*** Opening of Provided information ***

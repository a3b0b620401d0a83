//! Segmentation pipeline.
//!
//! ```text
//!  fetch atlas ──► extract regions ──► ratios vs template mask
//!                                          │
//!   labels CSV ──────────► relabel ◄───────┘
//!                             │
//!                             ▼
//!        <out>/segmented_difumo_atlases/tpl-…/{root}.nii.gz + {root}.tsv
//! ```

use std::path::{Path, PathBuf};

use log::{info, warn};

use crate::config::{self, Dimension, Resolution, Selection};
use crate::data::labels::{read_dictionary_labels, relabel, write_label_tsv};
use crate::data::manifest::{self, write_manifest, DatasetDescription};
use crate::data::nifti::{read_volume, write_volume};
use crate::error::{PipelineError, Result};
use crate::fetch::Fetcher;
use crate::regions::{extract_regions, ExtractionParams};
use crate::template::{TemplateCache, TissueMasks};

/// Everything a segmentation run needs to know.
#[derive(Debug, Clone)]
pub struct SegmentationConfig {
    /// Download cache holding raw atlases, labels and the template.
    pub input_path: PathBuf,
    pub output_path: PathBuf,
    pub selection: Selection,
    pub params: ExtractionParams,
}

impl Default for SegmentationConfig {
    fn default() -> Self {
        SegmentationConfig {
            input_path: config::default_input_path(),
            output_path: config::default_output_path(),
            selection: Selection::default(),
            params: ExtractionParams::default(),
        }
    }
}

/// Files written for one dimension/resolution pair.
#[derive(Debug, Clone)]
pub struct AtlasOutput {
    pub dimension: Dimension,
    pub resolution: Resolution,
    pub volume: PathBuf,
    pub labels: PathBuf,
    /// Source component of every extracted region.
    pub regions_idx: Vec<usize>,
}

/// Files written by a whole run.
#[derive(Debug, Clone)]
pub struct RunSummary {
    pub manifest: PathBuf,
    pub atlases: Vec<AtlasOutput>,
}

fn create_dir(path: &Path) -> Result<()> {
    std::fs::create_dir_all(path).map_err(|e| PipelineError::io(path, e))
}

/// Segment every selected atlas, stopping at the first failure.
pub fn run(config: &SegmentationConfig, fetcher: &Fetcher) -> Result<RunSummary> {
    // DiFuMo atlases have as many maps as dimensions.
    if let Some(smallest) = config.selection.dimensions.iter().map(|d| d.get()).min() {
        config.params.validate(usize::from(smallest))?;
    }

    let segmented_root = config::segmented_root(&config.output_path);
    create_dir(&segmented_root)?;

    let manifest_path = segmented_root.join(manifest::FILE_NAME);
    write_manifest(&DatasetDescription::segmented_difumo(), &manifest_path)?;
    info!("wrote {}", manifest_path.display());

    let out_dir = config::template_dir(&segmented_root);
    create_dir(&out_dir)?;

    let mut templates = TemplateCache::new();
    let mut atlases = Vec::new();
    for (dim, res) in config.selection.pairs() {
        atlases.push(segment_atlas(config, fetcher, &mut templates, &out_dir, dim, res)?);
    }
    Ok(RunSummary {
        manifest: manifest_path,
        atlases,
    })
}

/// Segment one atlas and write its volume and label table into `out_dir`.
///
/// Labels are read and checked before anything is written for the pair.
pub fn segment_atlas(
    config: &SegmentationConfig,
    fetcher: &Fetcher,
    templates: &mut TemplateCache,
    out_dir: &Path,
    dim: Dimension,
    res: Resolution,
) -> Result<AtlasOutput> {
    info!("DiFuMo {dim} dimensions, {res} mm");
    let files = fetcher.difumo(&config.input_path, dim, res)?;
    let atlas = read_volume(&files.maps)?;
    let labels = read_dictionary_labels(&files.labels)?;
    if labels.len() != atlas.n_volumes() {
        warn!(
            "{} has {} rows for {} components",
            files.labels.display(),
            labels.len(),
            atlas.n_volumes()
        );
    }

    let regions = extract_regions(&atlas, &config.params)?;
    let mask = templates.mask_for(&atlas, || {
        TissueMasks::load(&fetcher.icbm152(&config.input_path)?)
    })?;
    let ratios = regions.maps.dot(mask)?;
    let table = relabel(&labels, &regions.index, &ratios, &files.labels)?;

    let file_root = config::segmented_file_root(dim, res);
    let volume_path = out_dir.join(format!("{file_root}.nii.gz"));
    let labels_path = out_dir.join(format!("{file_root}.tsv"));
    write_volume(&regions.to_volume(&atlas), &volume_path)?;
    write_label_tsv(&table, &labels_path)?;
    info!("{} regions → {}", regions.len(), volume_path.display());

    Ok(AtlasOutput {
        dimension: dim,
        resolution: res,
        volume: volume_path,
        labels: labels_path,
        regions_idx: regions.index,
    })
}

*** Close of Provided information ***
*** Opening of Provided information ***

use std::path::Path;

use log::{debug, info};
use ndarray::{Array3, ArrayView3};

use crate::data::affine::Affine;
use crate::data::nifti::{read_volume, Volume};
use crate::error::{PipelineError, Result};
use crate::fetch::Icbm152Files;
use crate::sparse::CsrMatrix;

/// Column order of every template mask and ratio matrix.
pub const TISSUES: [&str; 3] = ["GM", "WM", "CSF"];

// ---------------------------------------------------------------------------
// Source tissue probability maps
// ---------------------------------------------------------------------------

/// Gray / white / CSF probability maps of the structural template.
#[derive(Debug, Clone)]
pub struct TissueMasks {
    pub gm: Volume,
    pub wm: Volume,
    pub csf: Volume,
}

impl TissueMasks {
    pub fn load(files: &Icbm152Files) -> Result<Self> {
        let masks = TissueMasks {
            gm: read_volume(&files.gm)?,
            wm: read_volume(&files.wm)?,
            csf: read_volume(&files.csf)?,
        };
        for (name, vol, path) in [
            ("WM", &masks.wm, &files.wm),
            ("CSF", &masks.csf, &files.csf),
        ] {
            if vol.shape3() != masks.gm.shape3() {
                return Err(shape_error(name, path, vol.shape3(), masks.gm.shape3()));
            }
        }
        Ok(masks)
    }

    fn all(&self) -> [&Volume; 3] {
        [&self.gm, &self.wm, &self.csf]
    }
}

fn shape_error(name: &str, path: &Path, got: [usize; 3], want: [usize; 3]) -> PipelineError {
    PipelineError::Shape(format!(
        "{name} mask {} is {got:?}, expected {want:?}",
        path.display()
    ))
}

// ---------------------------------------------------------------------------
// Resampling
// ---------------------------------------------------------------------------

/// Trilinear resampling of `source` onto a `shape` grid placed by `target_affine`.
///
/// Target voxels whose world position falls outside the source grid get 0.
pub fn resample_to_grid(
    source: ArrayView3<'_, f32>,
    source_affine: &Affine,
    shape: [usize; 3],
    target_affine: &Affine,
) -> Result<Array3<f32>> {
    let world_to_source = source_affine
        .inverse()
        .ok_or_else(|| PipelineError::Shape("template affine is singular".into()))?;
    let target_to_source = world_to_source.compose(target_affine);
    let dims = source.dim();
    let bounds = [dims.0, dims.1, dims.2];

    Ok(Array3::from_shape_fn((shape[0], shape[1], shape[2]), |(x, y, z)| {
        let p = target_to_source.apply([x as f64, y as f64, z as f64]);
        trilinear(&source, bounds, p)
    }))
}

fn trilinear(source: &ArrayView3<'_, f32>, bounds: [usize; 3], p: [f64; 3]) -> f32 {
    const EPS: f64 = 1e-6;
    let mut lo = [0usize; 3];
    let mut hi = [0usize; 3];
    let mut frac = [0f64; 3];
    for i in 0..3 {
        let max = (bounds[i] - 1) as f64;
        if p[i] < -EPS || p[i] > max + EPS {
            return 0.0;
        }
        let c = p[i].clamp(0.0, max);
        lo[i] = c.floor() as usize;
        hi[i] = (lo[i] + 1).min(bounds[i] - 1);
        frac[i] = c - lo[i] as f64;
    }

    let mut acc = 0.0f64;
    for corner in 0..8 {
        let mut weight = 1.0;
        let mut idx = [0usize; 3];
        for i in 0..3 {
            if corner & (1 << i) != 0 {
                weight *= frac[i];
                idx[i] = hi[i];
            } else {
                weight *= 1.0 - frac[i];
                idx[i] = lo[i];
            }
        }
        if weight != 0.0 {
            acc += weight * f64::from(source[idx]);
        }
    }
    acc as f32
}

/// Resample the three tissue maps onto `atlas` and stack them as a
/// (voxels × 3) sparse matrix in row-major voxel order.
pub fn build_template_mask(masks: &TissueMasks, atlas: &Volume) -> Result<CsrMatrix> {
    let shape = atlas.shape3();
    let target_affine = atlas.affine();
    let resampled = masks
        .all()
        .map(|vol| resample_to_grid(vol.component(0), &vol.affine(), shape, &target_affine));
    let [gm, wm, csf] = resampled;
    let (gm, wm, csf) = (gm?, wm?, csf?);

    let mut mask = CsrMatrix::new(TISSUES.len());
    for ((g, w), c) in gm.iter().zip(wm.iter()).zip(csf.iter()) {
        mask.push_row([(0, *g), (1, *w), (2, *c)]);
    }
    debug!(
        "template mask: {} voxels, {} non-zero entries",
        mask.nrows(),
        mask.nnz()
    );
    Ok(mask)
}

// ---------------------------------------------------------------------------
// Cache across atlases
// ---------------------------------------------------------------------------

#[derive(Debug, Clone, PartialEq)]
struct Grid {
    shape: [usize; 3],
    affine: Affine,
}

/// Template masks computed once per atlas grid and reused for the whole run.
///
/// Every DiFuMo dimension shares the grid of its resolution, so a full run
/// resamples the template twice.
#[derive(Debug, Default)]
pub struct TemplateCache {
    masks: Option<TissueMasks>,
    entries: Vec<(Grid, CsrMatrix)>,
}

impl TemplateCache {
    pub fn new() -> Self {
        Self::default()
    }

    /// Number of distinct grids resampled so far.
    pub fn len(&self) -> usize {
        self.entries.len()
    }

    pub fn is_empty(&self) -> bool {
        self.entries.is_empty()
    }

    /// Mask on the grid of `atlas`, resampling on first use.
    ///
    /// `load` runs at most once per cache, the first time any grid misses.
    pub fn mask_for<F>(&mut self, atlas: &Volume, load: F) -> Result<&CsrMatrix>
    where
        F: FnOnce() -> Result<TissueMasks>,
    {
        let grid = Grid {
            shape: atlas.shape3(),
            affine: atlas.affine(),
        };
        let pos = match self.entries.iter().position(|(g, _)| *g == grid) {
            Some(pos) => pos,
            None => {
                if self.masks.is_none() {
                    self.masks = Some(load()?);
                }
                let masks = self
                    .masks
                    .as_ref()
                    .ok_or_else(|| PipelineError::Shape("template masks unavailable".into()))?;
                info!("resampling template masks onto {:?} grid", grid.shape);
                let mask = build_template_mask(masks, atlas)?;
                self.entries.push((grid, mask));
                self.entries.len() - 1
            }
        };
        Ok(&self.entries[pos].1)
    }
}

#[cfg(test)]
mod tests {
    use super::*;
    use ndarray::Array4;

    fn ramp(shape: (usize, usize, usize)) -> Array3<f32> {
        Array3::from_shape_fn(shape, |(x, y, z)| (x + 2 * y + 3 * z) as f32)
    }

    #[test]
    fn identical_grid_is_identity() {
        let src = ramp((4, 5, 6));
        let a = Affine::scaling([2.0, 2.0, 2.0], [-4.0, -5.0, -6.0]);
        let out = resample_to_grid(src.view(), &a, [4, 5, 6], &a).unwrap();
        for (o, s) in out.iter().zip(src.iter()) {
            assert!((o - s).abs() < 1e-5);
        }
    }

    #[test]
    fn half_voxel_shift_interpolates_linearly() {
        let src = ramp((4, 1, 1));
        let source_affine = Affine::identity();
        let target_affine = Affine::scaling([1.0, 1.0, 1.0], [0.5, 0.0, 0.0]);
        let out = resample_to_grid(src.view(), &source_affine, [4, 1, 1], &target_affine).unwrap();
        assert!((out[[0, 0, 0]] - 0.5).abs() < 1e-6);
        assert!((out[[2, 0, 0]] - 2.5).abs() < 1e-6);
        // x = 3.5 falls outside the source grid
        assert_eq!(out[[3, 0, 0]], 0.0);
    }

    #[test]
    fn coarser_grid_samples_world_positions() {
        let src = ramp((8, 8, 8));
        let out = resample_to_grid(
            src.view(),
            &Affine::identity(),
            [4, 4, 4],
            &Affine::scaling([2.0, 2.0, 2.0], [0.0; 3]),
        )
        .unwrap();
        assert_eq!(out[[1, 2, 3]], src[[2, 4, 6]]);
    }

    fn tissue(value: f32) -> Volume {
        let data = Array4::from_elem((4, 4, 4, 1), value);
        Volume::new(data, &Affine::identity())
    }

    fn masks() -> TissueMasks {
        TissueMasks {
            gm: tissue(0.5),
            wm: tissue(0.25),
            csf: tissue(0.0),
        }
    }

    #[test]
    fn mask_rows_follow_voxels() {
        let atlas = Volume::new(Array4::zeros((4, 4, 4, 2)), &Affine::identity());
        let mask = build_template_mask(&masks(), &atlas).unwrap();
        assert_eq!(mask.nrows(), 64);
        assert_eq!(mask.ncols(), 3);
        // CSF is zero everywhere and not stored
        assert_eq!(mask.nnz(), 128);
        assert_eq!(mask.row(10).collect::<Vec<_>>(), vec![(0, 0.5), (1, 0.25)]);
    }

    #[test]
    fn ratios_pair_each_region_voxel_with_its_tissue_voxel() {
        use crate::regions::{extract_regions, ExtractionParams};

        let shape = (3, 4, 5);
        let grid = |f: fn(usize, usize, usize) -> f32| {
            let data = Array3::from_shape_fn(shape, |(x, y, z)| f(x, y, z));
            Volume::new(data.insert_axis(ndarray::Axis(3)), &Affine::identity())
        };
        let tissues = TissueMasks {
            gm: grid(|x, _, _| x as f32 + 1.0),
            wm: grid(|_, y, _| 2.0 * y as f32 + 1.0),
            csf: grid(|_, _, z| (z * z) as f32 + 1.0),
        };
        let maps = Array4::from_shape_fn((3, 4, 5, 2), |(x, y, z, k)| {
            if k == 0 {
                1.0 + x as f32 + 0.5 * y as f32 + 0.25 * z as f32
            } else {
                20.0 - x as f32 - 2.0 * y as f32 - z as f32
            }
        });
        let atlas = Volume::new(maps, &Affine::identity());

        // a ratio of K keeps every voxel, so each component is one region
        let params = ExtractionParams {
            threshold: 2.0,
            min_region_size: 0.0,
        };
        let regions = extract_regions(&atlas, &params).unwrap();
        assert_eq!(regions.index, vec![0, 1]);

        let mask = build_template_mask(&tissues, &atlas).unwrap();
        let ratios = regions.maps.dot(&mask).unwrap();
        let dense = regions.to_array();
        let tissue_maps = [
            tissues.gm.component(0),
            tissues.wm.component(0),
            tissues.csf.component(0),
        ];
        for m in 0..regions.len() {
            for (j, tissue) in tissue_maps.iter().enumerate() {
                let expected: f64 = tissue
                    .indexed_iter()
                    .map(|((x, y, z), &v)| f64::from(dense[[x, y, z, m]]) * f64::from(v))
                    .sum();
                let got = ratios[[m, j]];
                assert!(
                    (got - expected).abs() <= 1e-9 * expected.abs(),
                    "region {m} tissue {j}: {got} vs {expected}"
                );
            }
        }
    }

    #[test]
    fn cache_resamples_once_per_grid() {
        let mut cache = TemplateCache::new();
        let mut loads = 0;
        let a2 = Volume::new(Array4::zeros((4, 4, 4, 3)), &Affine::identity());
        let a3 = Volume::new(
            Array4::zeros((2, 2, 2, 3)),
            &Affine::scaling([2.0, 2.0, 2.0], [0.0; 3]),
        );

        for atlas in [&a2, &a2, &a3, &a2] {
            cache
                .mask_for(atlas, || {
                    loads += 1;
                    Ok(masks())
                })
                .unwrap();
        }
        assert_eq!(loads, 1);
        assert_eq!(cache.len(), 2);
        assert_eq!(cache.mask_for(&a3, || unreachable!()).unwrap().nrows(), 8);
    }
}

*** Close of Provided information ***

How to complete this task
Write out exactly the lines above from the line with "pub fn is_empty(&self)" through the line with "3.5 falls outside the source grid", both of them included, and leave out all other lines.

Finished exercise
    pub fn is_empty(&self) -> bool {
        self.entries.is_empty()
    }

    /// Mask on the grid of `atlas`, resampling on first use.
    ///
    /// `load` runs at most once per cache, the first time any grid misses.
    pub fn mask_for<F>(&mut self, atlas: &Volume, load: F) -> Result<&CsrMatrix>
    where
        F: FnOnce() -> Result<TissueMasks>,
    {
        let grid = Grid {
            shape: atlas.shape3(),
            affine: atlas.affine(),
        };
        let pos = match self.entries.iter().position(|(g, _)| *g == grid) {
            Some(pos) => pos,
            None => {
                if self.masks.is_none() {
                    self.masks = Some(load()?);
                }
                let masks = self
                    .masks
                    .as_ref()
                    .ok_or_else(|| PipelineError::Shape("template masks unavailable".into()))?;
                info!("resampling template masks onto {:?} grid", grid.shape);
                let mask = build_template_mask(masks, atlas)?;
                self.entries.push((grid, mask));
                self.entries.len() - 1
            }
        };
        Ok(&self.entries[pos].1)
    }
}

#[cfg(test)]
mod tests {
    use super::*;
    use ndarray::Array4;

    fn ramp(shape: (usize, usize, usize)) -> Array3<f32> {
        Array3::from_shape_fn(shape, |(x, y, z)| (x + 2 * y + 3 * z) as f32)
    }

    #[test]
    fn identical_grid_is_identity() {
        let src = ramp((4, 5, 6));
        let a = Affine::scaling([2.0, 2.0, 2.0], [-4.0, -5.0, -6.0]);
        let out = resample_to_grid(src.view(), &a, [4, 5, 6], &a).unwrap();
        for (o, s) in out.iter().zip(src.iter()) {
            assert!((o - s).abs() < 1e-5);
        }
    }

    #[test]
    fn half_voxel_shift_interpolates_linearly() {
        let src = ramp((4, 1, 1));
        let source_affine = Affine::identity();
        let target_affine = Affine::scaling([1.0, 1.0, 1.0], [0.5, 0.0, 0.0]);
        let out = resample_to_grid(src.view(), &source_affine, [4, 1, 1], &target_affine).unwrap();
        assert!((out[[0, 0, 0]] - 0.5).abs() < 1e-6);
        assert!((out[[2, 0, 0]] - 2.5).abs() < 1e-6);
        // x = 3.5 falls outside the source grid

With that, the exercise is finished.